Stored entries:
────

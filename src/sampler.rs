// Copyright 2026 Google LLC
//
// Licensed under the Apache License, Version 2.0 <LICENSE-APACHE or
// https://www.apache.org/licenses/LICENSE-2.0> or the MIT license
// <LICENSE-MIT or https://opensource.org/licenses/MIT>, at your
// option. This file may not be copied, modified, or distributed
// except according to those terms.

//! Entry points of sampling runs.

use crate::config::{CpuPinningPolicy, WorkerCount};
use crate::core::{
    aggregate, await_result, drive, interleave, queue_capacity, BatchSink, FoldSink, OnceFlag,
    Run, WorkerPool,
};
use crate::error::{Error, Result};
use crate::input::{classify, Finiteness};
#[cfg(feature = "log_parallelism")]
use crate::macros::log_info;
use crate::macros::{log_debug, log_error, log_warn};
use crate::outcome::{Advisory, Folded, Sampled};
use crate::stop::{ConditionSet, StopPlan, StopReason};
use serde::Serialize;
use std::num::NonZeroUsize;
use std::time::Duration;

/// Configuration of a sampling run.
///
/// At least one limit among `duration`, `count`, `memory_fraction` and
/// `size_mb` must be set, unless the inputs are finite. All limits are
/// approximate: they are checked after each sample, so every worker may
/// produce one sample beyond them.
///
/// ```
/// # use sample_until::SampleUntil;
/// let sampled = SampleUntil {
///     count: Some(100),
///     ..Default::default()
/// }
/// .sample(|| 42)
/// .unwrap();
/// assert_eq!(sampled.samples.len(), 100);
/// ```
#[derive(Clone, Debug)]
pub struct SampleUntil {
    /// Stop once this time has elapsed since the start of the run.
    pub duration: Option<Duration>,
    /// Stop once this number of samples was produced. With several workers,
    /// each worker produces its share rounded up.
    pub count: Option<usize>,
    /// Stop once the fraction of used host memory reaches this value, between
    /// 0 and 1.
    pub memory_fraction: Option<f64>,
    /// Stop once the estimated serialized size of the samples reaches this
    /// number of megabytes.
    pub size_mb: Option<f64>,
    /// Number of worker threads.
    pub num_workers: WorkerCount,
    /// Number of samples that a worker sends at once to the folding thread.
    pub batch_size: NonZeroUsize,
    /// How long to wait for the folding thread before warning that it is
    /// slow.
    pub liveness_timeout: Duration,
    /// Policy to pin worker threads to CPUs.
    pub cpu_pinning: CpuPinningPolicy,
}

impl Default for SampleUntil {
    fn default() -> Self {
        Self {
            duration: None,
            count: None,
            memory_fraction: None,
            size_mb: None,
            num_workers: WorkerCount::default(),
            batch_size: NonZeroUsize::MIN,
            liveness_timeout: Duration::from_secs(5),
            cpu_pinning: CpuPinningPolicy::No,
        }
    }
}

impl SampleUntil {
    /// Calls `f` repeatedly until a limit is reached, and collects the
    /// samples.
    ///
    /// ```
    /// # use sample_until::{SampleUntil, WorkerCount};
    /// # use std::time::Duration;
    /// let sampled = SampleUntil {
    ///     duration: Some(Duration::from_millis(10)),
    ///     num_workers: WorkerCount::try_from(2usize).unwrap(),
    ///     ..Default::default()
    /// }
    /// .sample(|| 1)
    /// .unwrap();
    /// assert!(sampled.samples.len() >= 2);
    /// assert_eq!(sampled.stop_reasons.len(), 2);
    /// ```
    pub fn sample<T, F>(&self, f: F) -> Result<Sampled<T>>
    where
        T: Serialize + Send,
        F: Fn() -> T + Sync,
    {
        self.sample_inputs(|()| f(), std::iter::repeat(()))
    }

    /// Applies `f` to the inputs until a limit is reached or the inputs are
    /// exhausted, and collects the samples.
    ///
    /// With several workers, worker `i` out of `n` processes the inputs at
    /// positions `i`, `i + n`, `i + 2n`, etc., each worker iterating over its
    /// own clone of `inputs`.
    ///
    /// ```
    /// # use sample_until::{SampleUntil, StopReason};
    /// let sampled = SampleUntil::default()
    ///     .sample_inputs(|x| x * x, 0..5)
    ///     .unwrap();
    /// assert_eq!(sampled.samples, [0, 1, 4, 9, 16]);
    /// assert_eq!(sampled.stop_reasons, [StopReason::InputExhausted]);
    /// ```
    pub fn sample_inputs<I, T, F, It>(&self, f: F, inputs: It) -> Result<Sampled<T>>
    where
        It: IntoIterator<Item = I>,
        It::IntoIter: Clone + Send,
        T: Serialize + Send,
        F: Fn(I) -> T + Sync,
    {
        self.sample_inputs_with(f, inputs, |_: &mut ConditionSet<T>| ())
    }

    /// Like [`SampleUntil::sample_inputs()`], with additional stopping
    /// conditions.
    ///
    /// `custom_conditions` is called once per sampling worker, and appends
    /// that worker's own conditions after the configured limits. Custom
    /// conditions aren't divided between the workers. If they are non-empty,
    /// they count as a stopping condition for infinite inputs.
    ///
    /// ```
    /// # use sample_until::stop::{CountReached, StopReason};
    /// # use sample_until::SampleUntil;
    /// let sampled = SampleUntil::default()
    ///     .sample_inputs_with(|x| x, 0u64.., |conditions| {
    ///         conditions.push(CountReached::new(3).unwrap())
    ///     })
    ///     .unwrap();
    /// assert_eq!(sampled.samples, [0, 1, 2]);
    /// assert_eq!(sampled.stop_reasons, [StopReason::CountReached]);
    /// ```
    pub fn sample_inputs_with<I, T, F, It, K>(
        &self,
        f: F,
        inputs: It,
        custom_conditions: K,
    ) -> Result<Sampled<T>>
    where
        It: IntoIterator<Item = I>,
        It::IntoIter: Clone + Send,
        T: Serialize + Send,
        F: Fn(I) -> T + Sync,
        K: Fn(&mut ConditionSet<T>),
    {
        let inputs = inputs.into_iter();
        let num_workers = self.num_workers.resolve()?;
        let plan = self.stop_plan(num_workers)?;
        let new_conditions = || instantiate(&plan, &custom_conditions);
        let mut first_conditions = new_conditions();
        let advisories = check_finiteness(&inputs, &first_conditions)?;

        if num_workers.get() == 1 {
            let (samples, run) = drive(inputs, &f, &mut first_conditions, Vec::new());
            log_debug!("Sampled {} items on the current thread", run.count);
            return Ok(Sampled {
                samples,
                stop_reasons: stop_reasons(std::iter::once(&run)),
                advisories,
            });
        }

        let n = num_workers.get();
        let mut first_conditions = Some(first_conditions);
        let outputs = std::thread::scope(|scope| {
            let mut pool = WorkerPool::new(self.cpu_pinning, n)?;
            for id in 0..n {
                let inputs = interleave(inputs.clone(), id, n);
                let mut conditions = first_conditions.take().unwrap_or_else(&new_conditions);
                let f = &f;
                pool.spawn(scope, move || drive(inputs, f, &mut conditions, Vec::new()))?;
            }
            pool.join()
        })?;

        let (partitions, runs): (Vec<_>, Vec<_>) = outputs.into_iter().unzip();
        #[cfg(feature = "log_parallelism")]
        log_statistics(&runs);
        let samples = partitions.into_iter().flatten().collect();
        Ok(Sampled {
            samples,
            stop_reasons: stop_reasons(&runs),
            advisories,
        })
    }

    /// Calls `f` repeatedly until a limit is reached, and folds the samples
    /// with `combine` starting from `initial`.
    ///
    /// With `n > 1` workers, `n - 1` threads sample and one thread folds, so
    /// `combine` is applied sequentially but samples of different workers are
    /// interleaved in arrival order.
    pub fn fold<T, A, F, C>(&self, f: F, combine: C, initial: A) -> Result<Folded<A>>
    where
        T: Serialize + Send,
        A: Send,
        F: Fn() -> T + Sync,
        C: Fn(A, T) -> A + Send,
    {
        self.fold_inputs(|()| f(), std::iter::repeat(()), combine, initial)
    }

    /// Applies `f` to the inputs until a limit is reached or the inputs are
    /// exhausted, and folds the samples with `combine` starting from
    /// `initial`.
    ///
    /// ```
    /// # use sample_until::{SampleUntil, WorkerCount};
    /// let folded = SampleUntil {
    ///     num_workers: WorkerCount::try_from(4usize).unwrap(),
    ///     ..Default::default()
    /// }
    /// .fold_inputs(|x| x, 0..100u64, |acc, x| acc + x, 10)
    /// .unwrap();
    /// assert_eq!(folded.acc, 4960);
    /// assert_eq!(folded.count, 100);
    /// ```
    pub fn fold_inputs<I, T, A, F, C, It>(
        &self,
        f: F,
        inputs: It,
        combine: C,
        initial: A,
    ) -> Result<Folded<A>>
    where
        It: IntoIterator<Item = I>,
        It::IntoIter: Clone + Send,
        T: Serialize + Send,
        A: Send,
        F: Fn(I) -> T + Sync,
        C: Fn(A, T) -> A + Send,
    {
        self.fold_inputs_with(f, inputs, combine, initial, |_: &mut ConditionSet<T>| ())
    }

    /// Like [`SampleUntil::fold_inputs()`], with additional stopping
    /// conditions appended by `custom_conditions` for each sampling worker, as
    /// in [`SampleUntil::sample_inputs_with()`].
    pub fn fold_inputs_with<I, T, A, F, C, It, K>(
        &self,
        f: F,
        inputs: It,
        combine: C,
        initial: A,
        custom_conditions: K,
    ) -> Result<Folded<A>>
    where
        It: IntoIterator<Item = I>,
        It::IntoIter: Clone + Send,
        T: Serialize + Send,
        A: Send,
        F: Fn(I) -> T + Sync,
        C: Fn(A, T) -> A + Send,
        K: Fn(&mut ConditionSet<T>),
    {
        let inputs = inputs.into_iter();
        let num_workers = self.num_workers.resolve()?;
        // One of the workers folds.
        let num_samplers = NonZeroUsize::new(num_workers.get() - 1).unwrap_or(num_workers);
        let plan = self.stop_plan(num_samplers)?;
        let new_conditions = || instantiate(&plan, &custom_conditions);
        let mut first_conditions = new_conditions();
        let mut advisories = check_finiteness(&inputs, &first_conditions)?;

        if num_workers.get() == 1 {
            let sink = FoldSink::new(initial, combine);
            let (sink, run) = drive(inputs, &f, &mut first_conditions, sink);
            log_debug!("Folded {} items on the current thread", run.count);
            return Ok(Folded {
                acc: sink.into_inner(),
                count: run.count,
                stop_reasons: stop_reasons(std::iter::once(&run)),
                advisories,
            });
        }

        let n = num_samplers.get();
        let mut first_conditions = Some(first_conditions);
        let (sender, receiver) = crossbeam_channel::bounded(queue_capacity(num_samplers));
        let (result_sender, result_receiver) = crossbeam_channel::bounded(1);
        let backpressure = OnceFlag::new();
        let (runs, result) = std::thread::scope(|scope| {
            let mut pool = WorkerPool::new(self.cpu_pinning, n)?;
            let aggregator = std::thread::Builder::new()
                .name("sample-until-aggregator".into())
                .spawn_scoped(scope, move || {
                    aggregate(receiver, combine, initial, n, result_sender);
                })
                .map_err(Error::Spawn)?;
            log_debug!("[main thread] Spawned the aggregator thread");

            for id in 0..n {
                let inputs = interleave(inputs.clone(), id, n);
                let mut conditions = first_conditions.take().unwrap_or_else(&new_conditions);
                // Owned by the worker, so that it sends its done marker even if
                // the worker never runs.
                let sink = BatchSink::new(id, self.batch_size, sender.clone(), &backpressure);
                let f = &f;
                pool.spawn(scope, move || {
                    let (_sink, run) = drive(inputs, f, &mut conditions, sink);
                    run
                })?;
            }
            // The aggregator only observes a disconnection once all the
            // workers are gone.
            drop(sender);

            let runs = pool.join();
            let result = await_result(&result_receiver, self.liveness_timeout, &mut advisories);
            if aggregator.join().is_err() {
                log_error!("[main thread] The aggregator thread panicked");
            }
            Ok::<_, Error>((runs, result))
        })?;

        let runs = runs?;
        #[cfg(feature = "log_parallelism")]
        log_statistics(&runs);
        let (acc, count) = result?;
        if backpressure.is_raised() {
            advisories.push(Advisory::QueueFull);
        }
        Ok(Folded {
            acc,
            count,
            stop_reasons: stop_reasons(&runs),
            advisories,
        })
    }

    /// Validates the configured limits, and divides them between the given
    /// number of sampling workers.
    fn stop_plan(&self, num_samplers: NonZeroUsize) -> Result<StopPlan> {
        StopPlan::new(
            self.duration,
            self.count,
            self.memory_fraction,
            self.size_mb,
            num_samplers,
        )
    }
}
// Copyright 2026 Google LLC
//
// Licensed under the Apache License, Version 2.0 <LICENSE-APACHE or
// https://www.apache.org/licenses/LICENSE-2.0> or the MIT license
// <LICENSE-MIT or https://opensource.org/licenses/MIT>, at your
// option. This file may not be copied, modified, or distributed
// except according to those terms.

//! Finiteness of input streams, as far as it can be decided up front.

/// Whether an input stream ends.
#[derive(Clone, Copy, Debug, PartialEq, Eq)]
pub(crate) enum Finiteness {
    /// The stream has an upper bound on its length.
    Finite,
    /// The stream reports itself as endless, like [`std::iter::repeat()`] or
    /// an unbounded range.
    Infinite,
    /// The stream doesn't say.
    Unknown,
}

/// Classifies an input stream from its [`Iterator::size_hint()`].
pub(crate) fn classify(inputs: &impl Iterator) -> Finiteness {
    match inputs.size_hint() {
        (_, Some(_)) => Finiteness::Finite,
        (usize::MAX, None) => Finiteness::Infinite,
        (_, None) => Finiteness::Unknown,
    }
}
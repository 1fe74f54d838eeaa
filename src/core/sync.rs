// Copyright 2024-2026 Google LLC
//
// Licensed under the Apache License, Version 2.0 <LICENSE-APACHE or
// https://www.apache.org/licenses/LICENSE-2.0> or the MIT license
// <LICENSE-MIT or https://opensource.org/licenses/MIT>, at your
// option. This file may not be copied, modified, or distributed
// except according to those terms.

//! Synchronization primitives

use crossbeam_utils::CachePadded;
use std::sync::atomic::{AtomicBool, Ordering};

/// A flag shared between threads, that reports only its first raise.
pub struct OnceFlag {
    raised: CachePadded<AtomicBool>,
}

impl OnceFlag {
    /// Creates a lowered flag.
    pub fn new() -> Self {
        Self {
            raised: CachePadded::new(AtomicBool::new(false)),
        }
    }

    /// Raises the flag. Returns true if this call is the first one to raise
    /// it.
    pub fn raise(&self) -> bool {
        !self.raised.swap(true, Ordering::Relaxed)
    }

    /// Returns whether the flag was raised.
    pub fn is_raised(&self) -> bool {
        self.raised.load(Ordering::Relaxed)
    }
}
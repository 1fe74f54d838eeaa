// Copyright 2024-2026 Google LLC
//
// Licensed under the Apache License, Version 2.0 <LICENSE-APACHE or
// https://www.apache.org/licenses/LICENSE-2.0> or the MIT license
// <LICENSE-MIT or https://opensource.org/licenses/MIT>, at your
// option. This file may not be copied, modified, or distributed
// except according to those terms.

#![doc = include_str!("../README.md")]
#![forbid(missing_docs, unsafe_code)]

mod config;
mod core;
mod error;
mod input;
mod macros;
mod outcome;
mod sampler;
pub mod stop;

pub use config::{CpuPinningPolicy, WorkerCount};
pub use error::{Error, Result};
pub use outcome::{Advisory, Folded, Sampled};
pub use sampler::{sample_until_time_elapsed, SampleUntil};
pub use stop::StopReason;
// Copyright 2026 Google LLC
//
// Licensed under the Apache License, Version 2.0 <LICENSE-APACHE or
// https://www.apache.org/licenses/LICENSE-2.0> or the MIT license
// <LICENSE-MIT or https://opensource.org/licenses/MIT>, at your
// option. This file may not be copied, modified, or distributed
// except according to those terms.

use super::{Progress, StopReason, StoppingCondition};
use crate::error::{Error, Result};
use sysinfo::System;

/// Source of the host-wide memory usage.
pub trait MemoryProbe {
    /// Returns the fraction of the host memory currently in use, in `[0, 1]`.
    fn used_fraction(&mut self) -> f64;
}

/// Queries the memory usage of the host operating system.
pub struct SystemMemory {
    system: System,
}

impl SystemMemory {
    /// Creates a new probe.
    pub fn new() -> Self {
        Self {
            system: System::new(),
        }
    }
}

impl Default for SystemMemory {
    fn default() -> Self {
        Self::new()
    }
}

impl Clone for SystemMemory {
    /// Each clone refreshes its own view of the system.
    fn clone(&self) -> Self {
        Self::new()
    }
}

impl MemoryProbe for SystemMemory {
    fn used_fraction(&mut self) -> f64 {
        self.system.refresh_memory();
        let total = self.system.total_memory();
        if total == 0 {
            return 0.0;
        }
        self.system.used_memory() as f64 / total as f64
    }
}

/// Stops once the host memory usage reaches the given fraction.
#[derive(Clone)]
pub struct MemoryPressure<P = SystemMemory> {
    threshold: f64,
    probe: P,
}

impl MemoryPressure {
    /// Creates a condition firing when the host memory usage reaches
    /// `threshold`, e.g. `0.8`.
    ///
    /// Fails if the threshold is outside of `[0, 1]`.
    pub fn new(threshold: f64) -> Result<Self> {
        Self::with_probe(threshold, SystemMemory::new())
    }
}

impl<P> MemoryPressure<P> {
    /// Creates a condition reading the memory usage from the given probe.
    pub fn with_probe(threshold: f64, probe: P) -> Result<Self> {
        if !(0.0..=1.0).contains(&threshold) {
            return Err(Error::MemoryFractionOutOfRange(threshold));
        }
        Ok(Self { threshold, probe })
    }
}

impl<T, P: MemoryProbe> StoppingCondition<T> for MemoryPressure<P> {
    fn should_stop(&mut self, _progress: &Progress<'_, T>) -> bool {
        self.probe.used_fraction() >= self.threshold
    }

    fn reason(&self) -> StopReason {
        StopReason::MemoryPressure
    }
}

#[cfg(test)]
mod test {
    use super::*;

    struct FixedMemory(f64);

    impl MemoryProbe for FixedMemory {
        fn used_fraction(&mut self) -> f64 {
            self.0
        }
    }

    fn fires<P: MemoryProbe>(condition: &mut MemoryPressure<P>) -> bool {
        condition.should_stop(&Progress {
            count: 1,
            latest: &(),
        })
    }

    #[test]
    fn test_threshold_out_of_range() {
        for threshold in [-0.1, 1.5, 80.0, f64::NAN] {
            assert!(matches!(
                MemoryPressure::new(threshold),
                Err(Error::MemoryFractionOutOfRange(_))
            ));
        }
        assert!(MemoryPressure::new(0.0).is_ok());
        assert!(MemoryPressure::new(1.0).is_ok());
    }

    #[test]
    fn test_fires_at_threshold() {
        let mut below = MemoryPressure::with_probe(0.5, FixedMemory(0.4)).unwrap();
        assert!(!fires(&mut below));
        let mut at = MemoryPressure::with_probe(0.5, FixedMemory(0.5)).unwrap();
        assert!(fires(&mut at));
    }

    #[test]
    fn test_system_memory() {
        let fraction = SystemMemory::new().used_fraction();
        assert!((0.0..=1.0).contains(&fraction));

        let mut always = MemoryPressure::new(0.0).unwrap();
        assert!(fires(&mut always));
    }
}
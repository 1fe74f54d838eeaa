// Copyright 2026 Google LLC
//
// Licensed under the Apache License, Version 2.0 <LICENSE-APACHE or
// https://www.apache.org/licenses/LICENSE-2.0> or the MIT license
// <LICENSE-MIT or https://opensource.org/licenses/MIT>, at your
// option. This file may not be copied, modified, or distributed
// except according to those terms.

//! Sequential sampling of one input stream on the current thread.

use crate::stop::{ConditionSet, Progress, StopReason};
use std::ops::ControlFlow;

/// Destination of the samples produced by a worker.
pub trait Sink<T>: Sized {
    /// Accepts one sample, and hands the sink back.
    ///
    /// Returns [`ControlFlow::Break`] if the sink can't accept any more
    /// samples.
    fn push(self, sample: T) -> ControlFlow<Self, Self>;
}

impl<T> Sink<T> for Vec<T> {
    fn push(mut self, sample: T) -> ControlFlow<Self, Self> {
        Vec::push(&mut self, sample);
        ControlFlow::Continue(self)
    }
}

/// A sink folding samples into an accumulator.
pub struct FoldSink<A, C> {
    acc: A,
    combine: C,
}

impl<A, C> FoldSink<A, C> {
    /// Creates a sink folding with `combine`, starting from `initial`.
    pub fn new(initial: A, combine: C) -> Self {
        Self {
            acc: initial,
            combine,
        }
    }

    /// Returns the accumulator.
    pub fn into_inner(self) -> A {
        self.acc
    }
}

impl<T, A, C: Fn(A, T) -> A> Sink<T> for FoldSink<A, C> {
    fn push(self, sample: T) -> ControlFlow<Self, Self> {
        let acc = (self.combine)(self.acc, sample);
        ControlFlow::Continue(Self {
            acc,
            combine: self.combine,
        })
    }
}

/// Summary of a sequential run.
#[derive(Debug, PartialEq, Eq)]
pub struct Run {
    /// Number of samples produced.
    pub count: usize,
    /// Why the run stopped, or [`None`] if the sink stopped accepting samples.
    pub reason: Option<StopReason>,
}

/// Applies `f` to the inputs in order, pushing each sample into the sink until
/// a stopping condition fires or the inputs are exhausted. Returns the sink
/// along with a summary of the run.
///
/// The conditions are evaluated after each sample, so at least one sample is
/// produced if there is any input.
pub fn drive<I, T, F, S>(
    inputs: impl Iterator<Item = I>,
    f: &F,
    conditions: &mut ConditionSet<T>,
    mut sink: S,
) -> (S, Run)
where
    F: Fn(I) -> T + ?Sized,
    S: Sink<T>,
{
    let mut count = 0;
    for input in inputs {
        let sample = f(input);
        count += 1;
        let reason = conditions.evaluate(&Progress {
            count,
            latest: &sample,
        });
        sink = match sink.push(sample) {
            ControlFlow::Continue(sink) => sink,
            ControlFlow::Break(sink) => {
                return (
                    sink,
                    Run {
                        count,
                        reason: None,
                    },
                )
            }
        };
        if reason.is_some() {
            return (sink, Run { count, reason });
        }
    }
    (
        sink,
        Run {
            count,
            reason: Some(StopReason::InputExhausted),
        },
    )
}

────

Exercise details: A single number is the whole answer: how many lines in the entries hold the word "that".

Completed task: 5